Este protocolo introduce un método de micropatrón libre de litografía que es simple y accesible para aquellos con un fondo de bioingeniería limitado. Este método utiliza plantillas de corte láser personalizadas para proteínas de matriz extracelular micropatrón en una forma de interés para la modulación de morfologías celulares. El procedimiento para el micropatrón se demuestra utilizando cardiomiocitos derivados de células madre pluripotentes inducidas.

Abstract

Las técnicas de micropatrón se han utilizado ampliamente en la biología celular para estudiar los efectos del control de la forma y el tamaño de las células en la determinación del destino celular a una sola resolución de celda. Las técnicas actuales de micropatrón de una sola célula de última generación implican litografía suave e impresión de microcontacto, que es una tecnología poderosa, pero requiere habilidades de ingeniería entrenadas y cierto soporte de instalaciones en microfabricación. Estas limitaciones requieren una técnica más accesible. Aquí, describimos un método simple y libre de litografía alternativo: patrón de células únicas basado en plantillas. Proporcionamos procedimientos paso a paso que incluyen diseño de plantillas, fabricación de hidrogel de poliacrilamida, incorporación de proteínas a base de plantillas y chapado y cultivo celular. Este método simple se puede utilizar para patrones de una matriz de hasta 2.000 celdas.
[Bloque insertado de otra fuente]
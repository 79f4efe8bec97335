use std::collections::{HashMap, VecDeque};
use egui::TextureHandle;

#[derive(Clone)]
pub enum Slot {
    Ready(TextureHandle),
    // No se reintenta
    Failed,
}

pub struct ImageCache {
    slots: HashMap<String, Slot>,
    max_cache_size: usize,
    access_order: VecDeque<String>,
}

impl ImageCache {
    pub fn new(max_size: usize) -> Self {
        Self {
            slots: HashMap::new(),
            max_cache_size: max_size.max(1),
            access_order: VecDeque::new(),
        }
    }

    pub fn get(&mut self, source: &str) -> Option<&Slot> {
        if !self.slots.contains_key(source) {
            return None;
        }
        self.touch(source);
        self.slots.get(source)
    }

    pub fn insert(&mut self, source: String, texture: TextureHandle) {
        self.put(source, Slot::Ready(texture));
    }

    pub fn insert_failed(&mut self, source: String) {
        self.put(source, Slot::Failed);
    }

    fn put(&mut self, source: String, slot: Slot) {
        if self.slots.contains_key(&source) {
            self.touch(&source);
        } else {
            while self.slots.len() >= self.max_cache_size {
                let Some(oldest) = self.access_order.pop_front() else {
                    break;
                };
                self.slots.remove(&oldest);
            }
            self.access_order.push_back(source.clone());
        }
        self.slots.insert(source, slot);
    }

    fn touch(&mut self, source: &str) {
        if let Some(pos) = self.access_order.iter().position(|p| p == source) {
            if let Some(key) = self.access_order.remove(pos) {
                self.access_order.push_back(key);
            }
        }
    }

    pub fn clear(&mut self) {
        self.slots.clear();
        self.access_order.clear();
    }

    pub fn contains(&self, source: &str) -> bool {
        self.slots.contains_key(source)
    }

    pub fn len(&self) -> usize {
        self.slots.len()
    }
}
#[allow(clippy::module_inception)]
pub mod config;
pub mod settings;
Demostramos el patrón de cardiomiocitos derivados de células madre pluripotentes inducidas por humanos únicos (hiPSC) con formas celulares distintas, de un cuadrado 1:1 a un rectángulo adulto similar a 7:1. Este patrón de una sola célula basado en plantillas es libre de litografía, técnicamente robusto, conveniente, barato y, lo que es más importante, accesible para aquellos con un fondo de bioingeniería limitado.

Introduction

La llegada de los hiPSC y el posterior desarrollo de protocolos para su diferenciación dirigida en diferentes tipos de células han hecho posible el estudio del desarrollo y la enfermedad a nivel molecular y específico del paciente, utilizando específicamente cardiomiocitos iPSC derivados del paciente (iPSC-CM) para modelar cardiomiopatías1,,2. Sin embargo, una limitación importante para estudiar el desarrollo y la fisiología utilizando el sistema iPSC y otros modelos in vitro es la ausencia de un microambiente estructurado. In situ, las celdas se someten a las restricciones de la matriz extracelular (ECM), así como de las celdas vecinas. La composición bioquímica particular y la rigidez de estos microambientes dictan la distribución espacial de las células, así como los factores disponibles para participar en la adhesión celular. Esto, a su vez, influye en las vías de señalización intracelular, la expresión génica y la determinación del destino celular. Por ejemplo, el iPSC-CM micropatrónizado en una forma de varilla similar a un adulto tiene una capacidad contráctile, flujo de calcio, organización mitocondrial, electrofisiología y formación de túbulostransversales 3. Por lo tanto, las propiedades del microambiente son integrales en la regulación de las funciones celulares.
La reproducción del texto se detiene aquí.